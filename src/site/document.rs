use std::collections::BTreeMap;
use std::fmt;
use log::warn;
use serde::de::Visitor;
use serde::{de, Deserialize, Deserializer, Serialize};

use crate::tantivy_util::SearchError;

/// One page of the site as emitted by the static site generator.
#[derive(Debug, Clone, PartialEq, Eq, Deserialize, Serialize)]
pub struct Document {
    #[serde(deserialize_with = "deserialize_id")]
    pub id: String,
    #[serde(default)]
    pub title: String,
    #[serde(default)]
    pub category: String,
    #[serde(default)]
    pub url: String,
    #[serde(default)]
    pub content: String,
}

fn deserialize_id<'de, D>(deserializer: D) -> Result<String, D::Error>
where
    D: Deserializer<'de>,
{
    struct IdVisitor;

    impl<'de> Visitor<'de> for IdVisitor {
        type Value = String;

        fn expecting(&self, formatter: &mut fmt::Formatter) -> fmt::Result {
            write!(formatter, "a string or integer document id")
        }

        fn visit_str<E>(self, value: &str) -> Result<Self::Value, E>
        where
            E: de::Error,
        {
            Ok(value.to_owned())
        }

        fn visit_u64<E>(self, value: u64) -> Result<Self::Value, E>
        where
            E: de::Error,
        {
            Ok(value.to_string())
        }

        fn visit_i64<E>(self, value: i64) -> Result<Self::Value, E>
        where
            E: de::Error,
        {
            Ok(value.to_string())
        }
    }

    deserializer.deserialize_any(IdVisitor)
}

#[derive(Deserialize)]
#[serde(untagged)]
enum SiteData {
    Keyed(BTreeMap<String, Document>),
    Listed(Vec<Document>),
}

/// The read-only document collection a page searches over, keyed by id.
#[derive(Debug, Default, Clone)]
pub struct DocumentStore {
    documents: BTreeMap<String, Document>,
}

impl DocumentStore {
    pub fn new(documents: impl IntoIterator<Item = Document>) -> DocumentStore {
        let mut store = DocumentStore::default();
        for doc in documents {
            if store.documents.contains_key(&doc.id) {
                warn!("duplicate document id {}, keeping the last one", doc.id);
            }
            store.documents.insert(doc.id.clone(), doc);
        }
        store
    }

    /// Accepts either an object keyed by id or a plain array of documents.
    pub fn from_json(json: &str) -> Result<DocumentStore, SearchError> {
        let documents = match serde_json::from_str(json)? {
            SiteData::Keyed(keyed) => keyed
                .into_iter()
                .map(|(key, doc)| {
                    if key != doc.id {
                        warn!("site data key {} differs from document id {}", key, doc.id);
                    }
                    doc
                })
                .collect::<Vec<_>>(),
            SiteData::Listed(listed) => listed,
        };
        Ok(DocumentStore::new(documents))
    }

    pub fn get(&self, id: &str) -> Option<&Document> {
        self.documents.get(id)
    }

    pub fn iter(&self) -> impl Iterator<Item = &Document> {
        self.documents.values()
    }

    pub fn len(&self) -> usize {
        self.documents.len()
    }

    pub fn is_empty(&self) -> bool {
        self.documents.is_empty()
    }
}
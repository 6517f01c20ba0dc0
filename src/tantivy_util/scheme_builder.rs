use tantivy::schema::{Field, IndexRecordOption, SchemaBuilder, STORED, STRING, TEXT, TextFieldIndexing};

pub fn add_text_field(
    stored: bool,
    is_text: bool,
    builder: &mut SchemaBuilder,
    tokenizer_name: &str,
    field_name: &str,
    index_record_option: IndexRecordOption,
) -> Field {
    let mut text_options = if is_text { TEXT } else { STRING };
    text_options = if stored { text_options | STORED } else { text_options };
    text_options = text_options.set_indexing_options(
        TextFieldIndexing::default()
            .set_tokenizer(tokenizer_name)
            .set_index_option(index_record_option)
    );
    builder.add_text_field(field_name, text_options)
}
use log::{debug, info};

use crate::config::Config;
use crate::page::{ResultRenderer, SearchView};
use crate::preview::query_from_location;
use crate::site::DocumentStore;
use crate::tantivy_util::{SearchError, SearchIndex, SearchResult};

/// Everything one page load needs: the site documents, the index built from
/// them and the configuration in effect when the page was opened.
pub struct PageContext {
    documents: DocumentStore,
    index: SearchIndex,
    config: Config,
}

impl PageContext {
    pub fn new(documents: DocumentStore, config: Config) -> Result<PageContext, SearchError> {
        let index = SearchIndex::build(&documents, &config)?;
        info!("search page ready with {} documents", documents.len());
        Ok(PageContext {
            documents,
            index,
            config,
        })
    }

    pub fn from_json(json: &str, config: Config) -> Result<PageContext, SearchError> {
        PageContext::new(DocumentStore::from_json(json)?, config)
    }

    pub fn documents(&self) -> &DocumentStore {
        &self.documents
    }

    pub fn config(&self) -> &Config {
        &self.config
    }

    pub fn num_docs(&self) -> u64 {
        self.index.num_docs()
    }

    pub fn search(&self, query: &str) -> Result<Vec<SearchResult>, SearchError> {
        self.index.search(query)
    }

    /// The page-load pass: read `q` from the location's query part, echo it
    /// into the page, search, render.
    pub fn run<V: SearchView + ?Sized>(&self, location_search: &str, view: &mut V) -> Result<(), SearchError> {
        let query = query_from_location(location_search);
        debug!("searching for {:?}", query);

        view.set_query_input(&query);
        view.set_query_label(&query);
        view.show_query_container();

        let results = self.search(&query)?;
        ResultRenderer::new(&self.documents, &self.config.base_url, self.config.content_preview_len)
            .render(&results, &query, view)
    }
}
mod context;
mod dom;
mod results;
mod view;

pub use self::context::PageContext;
pub use self::dom::Element;
pub use self::dom::Node;
pub use self::dom::Tag;
pub use self::results::ResultRenderer;
pub use self::view::PageView;
pub use self::view::SearchStatus;
pub use self::view::SearchView;
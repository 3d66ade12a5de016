//! Uniform byte-sequence view over heterogeneous operands.
//!
//! Append, assignment, comparison, and the constructor family all accept "a
//! sequence of characters" in several spellings: a single byte, a `char`, a
//! string or byte slice, a null-terminated sequence, or another fixed string
//! of any capacity. [`Operand`] normalizes them all to one small by-value
//! iterator so the engine sees exactly one shape.

pub(crate) mod sealed {
    /// Closes [`Operand`](super::Operand) to the operand set the engine
    /// understands.
    pub trait Sealed {}
}

/// A value usable as the right-hand side of append, assignment, comparison,
/// and construction.
///
/// Sealed: implemented for `u8`, `char`, `str`, `[u8]`, [`core::ffi::CStr`],
/// [`FixedStr`](crate::FixedStr) of any capacity, and references to those.
pub trait Operand: sealed::Sealed {
    /// The operand's content as a plain byte sequence.
    fn byte_seq(&self) -> ByteSeq<'_>;
}

/// Iterator over an operand's bytes.
///
/// Slice-backed for slice-like operands; for `u8` and `char` the bytes live
/// inline in the iterator itself.
#[derive(Debug, Clone)]
pub struct ByteSeq<'a>(Repr<'a>);

#[derive(Debug, Clone)]
enum Repr<'a> {
    Slice(core::slice::Iter<'a, u8>),
    Inline { buf: [u8; 4], pos: u8, len: u8 },
}

impl<'a> ByteSeq<'a> {
    pub(crate) fn from_slice(bytes: &'a [u8]) -> Self {
        Self(Repr::Slice(bytes.iter()))
    }

    fn inline(buf: [u8; 4], len: u8) -> Self {
        debug_assert!(len <= 4);
        Self(Repr::Inline { buf, pos: 0, len })
    }
}

impl Iterator for ByteSeq<'_> {
    type Item = u8;

    fn next(&mut self) -> Option<u8> {
        match &mut self.0 {
            Repr::Slice(iter) => iter.next().copied(),
            Repr::Inline { buf, pos, len } => {
                if pos < len {
                    let byte = buf[usize::from(*pos)];
                    *pos += 1;
                    Some(byte)
                } else {
                    None
                }
            }
        }
    }

    fn size_hint(&self) -> (usize, Option<usize>) {
        let remaining = match &self.0 {
            Repr::Slice(iter) => iter.len(),
            Repr::Inline { pos, len, .. } => usize::from(len - pos),
        };
        (remaining, Some(remaining))
    }
}

impl ExactSizeIterator for ByteSeq<'_> {}

impl sealed::Sealed for u8 {}
impl Operand for u8 {
    fn byte_seq(&self) -> ByteSeq<'_> {
        ByteSeq::inline([*self, 0, 0, 0], 1)
    }
}

impl sealed::Sealed for char {}
impl Operand for char {
    /// A `char` contributes its UTF-8 bytes, compared ordinally like any
    /// other bytes. No further Unicode awareness is offered.
    #[allow(clippy::cast_possible_truncation)] // len_utf8 is at most 4
    fn byte_seq(&self) -> ByteSeq<'_> {
        let mut buf = [0u8; 4];
        let len = self.encode_utf8(&mut buf).len();
        ByteSeq::inline(buf, len as u8)
    }
}

impl sealed::Sealed for str {}
impl Operand for str {
    fn byte_seq(&self) -> ByteSeq<'_> {
        ByteSeq::from_slice(self.as_bytes())
    }
}

impl sealed::Sealed for [u8] {}
impl Operand for [u8] {
    fn byte_seq(&self) -> ByteSeq<'_> {
        ByteSeq::from_slice(self)
    }
}

impl sealed::Sealed for core::ffi::CStr {}
impl Operand for core::ffi::CStr {
    /// The null-terminated form: content runs up to, and excludes, the nul.
    fn byte_seq(&self) -> ByteSeq<'_> {
        ByteSeq::from_slice(self.to_bytes())
    }
}

impl<T: Operand + ?Sized> sealed::Sealed for &T {}
impl<T: Operand + ?Sized> Operand for &T {
    fn byte_seq(&self) -> ByteSeq<'_> {
        (**self).byte_seq()
    }
}
//! The shared buffer engine.
//!
//! Every capacity of [`FixedStr`](crate::FixedStr) routes its mutations and
//! comparisons through this module, which operates on a borrowed buffer slice
//! plus cached [`State`]. Keeping the engine non-generic means the machine
//! code exists once no matter how many capacities a program instantiates.
//!
//! Invariants maintained by every mutating routine:
//! - `state.used < buf.len()`
//! - `buf[state.used] == TERMINATOR`
//!
//! Bytes past the terminator are never zeroed; they are simply outside the
//! content view.

use core::cmp::Ordering;

/// Terminator byte kept at `buf[used]` at all times.
pub(crate) const TERMINATOR: u8 = 0;

/// Sentinel byte returned by indexed reads when the position is out of range.
///
/// Recomputed per access; never stored in any buffer.
pub const ERROR_MARKER: u8 = b'?';

/// Cached engine state carried by each capacity binder alongside its buffer.
#[derive(Debug, Clone, Copy, PartialEq, Eq)]
pub(crate) struct State {
    /// Number of content bytes before the terminator.
    pub(crate) used: usize,
    /// Sticky diagnostic: some mutation since the last `reset` dropped bytes.
    pub(crate) truncated: bool,
}

impl State {
    pub(crate) const fn new() -> Self {
        Self {
            used: 0,
            truncated: false,
        }
    }
}

/// Borrowed view of one binder's buffer and cached state.
///
/// The engine never owns or allocates storage; the binder hands it a buffer
/// of at least one byte for the duration of a single call.
#[derive(Debug)]
pub(crate) struct Engine<'a> {
    buf: &'a mut [u8],
    state: &'a mut State,
}

impl<'a> Engine<'a> {
    pub(crate) fn new(buf: &'a mut [u8], state: &'a mut State) -> Self {
        debug_assert!(!buf.is_empty(), "a buffer must hold at least a terminator");
        debug_assert!(state.used < buf.len());
        Self { buf, state }
    }

    /// Content bytes the buffer can hold; one slot is reserved for the
    /// terminator.
    fn usable(&self) -> usize {
        self.buf.len() - 1
    }

    /// Positions addressable by indexed access.
    pub(crate) fn in_bounds(&self, pos: usize) -> bool {
        pos < self.usable()
    }

    /// Appends one byte, keeping the terminator in place.
    ///
    /// Returns `false` when the buffer is full: the byte is dropped and the
    /// truncation diagnostic is set. Whether a dropped byte is an error is
    /// the caller's policy decision, not the engine's.
    pub(crate) fn append(&mut self, byte: u8) -> bool {
        if self.state.used < self.usable() {
            self.buf[self.state.used] = byte;
            self.state.used += 1;
            self.buf[self.state.used] = TERMINATOR;
            true
        } else {
            self.state.truncated = true;
            false
        }
    }

    /// Appends every byte of `seq`, truncating once the buffer fills.
    ///
    /// Returns the number of dropped bytes.
    pub(crate) fn extend(&mut self, seq: impl Iterator<Item = u8>) -> usize {
        let mut dropped = 0;
        for byte in seq {
            if !self.append(byte) {
                dropped += 1;
            }
        }
        dropped
    }

    /// Resets then appends: the uniform normalization behind assignment and
    /// every constructor form. Returns the number of dropped bytes.
    pub(crate) fn assign(&mut self, seq: impl Iterator<Item = u8>) -> usize {
        self.reset();
        self.extend(seq)
    }

    /// Empties the content: used length 0, terminator at position 0, unused
    /// bytes left as they were.
    pub(crate) fn reset(&mut self) {
        self.state.used = 0;
        self.buf[0] = TERMINATOR;
        self.state.truncated = false;
    }
}

/// Ordinal, position-by-position comparison of content bytes against any
/// operand's byte sequence.
///
/// The first differing byte decides. When one side ends with the prefixes
/// matching, the longer side is ordinally greater.
pub(crate) fn compare(lhs: &[u8], mut rhs: impl Iterator<Item = u8>) -> Ordering {
    let mut lhs = lhs.iter().copied();
    loop {
        match (lhs.next(), rhs.next()) {
            (Some(a), Some(b)) => match a.cmp(&b) {
                Ordering::Equal => {}
                decided => return decided,
            },
            (Some(_), None) => return Ordering::Greater,
            (None, Some(_)) => return Ordering::Less,
            (None, None) => return Ordering::Equal,
        }
    }
}

/// Exchanges content between two engines of possibly different capacities.
///
/// Each destination receives as much of the other's former content as its
/// capacity allows; the remainder is dropped and the shortchanged side's
/// truncation diagnostic is set. Content loss on swap is documented
/// truncation, never a fault, regardless of overflow policy.
///
/// One canonical routine: the side with the greater used length performs the
/// exchange, the other delegates with the arguments flipped, so the result
/// is identical no matter which side initiates.
pub(crate) fn swap(longer: Engine<'_>, shorter: Engine<'_>) {
    if longer.state.used < shorter.state.used {
        return swap(shorter, longer);
    }
    let from_longer = longer.state.used;
    let from_shorter = shorter.state.used;
    // The shorter content always fits the longer side's buffer, because
    // from_shorter <= from_longer <= longer.usable().
    let kept = from_longer.min(shorter.usable());

    for pos in 0..from_shorter {
        core::mem::swap(&mut longer.buf[pos], &mut shorter.buf[pos]);
    }
    shorter.buf[from_shorter..kept].copy_from_slice(&longer.buf[from_shorter..kept]);

    longer.state.used = from_shorter;
    longer.buf[from_shorter] = TERMINATOR;
    shorter.state.used = kept;
    shorter.buf[kept] = TERMINATOR;
    if kept < from_longer {
        shorter.state.truncated = true;
    }
}
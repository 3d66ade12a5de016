use thiserror::Error;

/// Returned by the `try_*` mutating functions when content did not fit.
///
/// The destination is still in a valid, terminated state: everything that
/// fit was written, the rest was dropped. The error only reports that the
/// drop happened.
#[derive(Error, Debug, Clone, Copy, PartialEq, Eq)]
#[error("capacity {capacity} exceeded: {dropped} byte(s) dropped")]
pub struct CapacityError {
    /// Capacity of the destination, terminator slot included.
    pub capacity: usize,
    /// Number of bytes that did not fit.
    pub dropped: usize,
}
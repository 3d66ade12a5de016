//! Fixed-capacity, stack-resident byte strings.
//!
//! [`FixedStr<C>`] stores up to `C - 1` content bytes plus a NUL terminator
//! in a `[u8; C]` held by value: no heap, no growth, predictable footprint.
//! Built for targets where allocation is off the table (embedded, realtime,
//! early boot).
//!
//! The defining contract is that capacity is a hard ceiling, never an error:
//! append and assignment silently drop what does not fit and record a
//! [`truncated`](FixedStr::truncated) diagnostic. Callers that want overflow
//! to be loud can use the `try_*` functions ([`CapacityError`]) or enable
//! the `strict-overflow` cargo feature, which turns overflow on the
//! infallible surface into a panic.
//!
//! Comparison is ordinal (raw byte values, no locale, no Unicode) and works
//! against heterogeneous right-hand sides: bytes, chars, slices,
//! null-terminated sequences, and other fixed strings of any capacity.
//!
//! ```
//! use fixstr::{FixedStr, fixed_str};
//!
//! let mut greeting = fixed_str!(6, "hello");
//! assert_eq!(greeting.as_bytes(), b"hello");
//! assert!(greeting.is_full());
//!
//! // Capacity 6 means five usable bytes: the tail of an over-long
//! // assignment is dropped.
//! greeting.assign("helloworld");
//! assert_eq!(greeting.as_bytes(), b"hello");
//! assert!(greeting.truncated());
//!
//! // Swaps work across capacities; each side keeps what fits.
//! let mut wide = FixedStr::<16>::from("0123456789");
//! greeting.swap_with(&mut wide);
//! assert_eq!(greeting.as_bytes(), b"01234");
//! assert_eq!(wide.as_bytes(), b"hello");
//! ```

#![no_std]

#[cfg(test)]
extern crate std;

mod engine;
mod error;
mod fixed;
mod operand;

#[cfg(feature = "serde")]
mod serde;


pub use engine::ERROR_MARKER;
pub use error::CapacityError;
pub use fixed::FixedStr;
pub use operand::{ByteSeq, Operand};

/// Macro to declare a [`FixedStr`] of a given capacity, optionally assigning
/// initial content (subject to the usual truncation rule).
///
/// ```rust
/// use fixstr::{FixedStr, fixed_str};
///
/// let empty = fixed_str!(8);
/// assert_eq!(empty, FixedStr::<8>::new());
///
/// let s = fixed_str!(8, "buffers");
/// assert_eq!(s.as_bytes(), b"buffers");
/// ```
#[macro_export]
macro_rules! fixed_str {
    ( $cap:expr ) => {
        $crate::FixedStr::<{ $cap }>::new()
    };
    ( $cap:expr, $content:expr ) => {{
        let mut s = $crate::FixedStr::<{ $cap }>::new();
        s.assign($content);
        s
    }};
}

━━━━━━

A line belongs in the answer if it contains the word "them"; please copy each such line from the material.

/// them and the configuration in effect when the page was opened.
//! of any capacity. [`Operand`] normalizes them all to one small by-value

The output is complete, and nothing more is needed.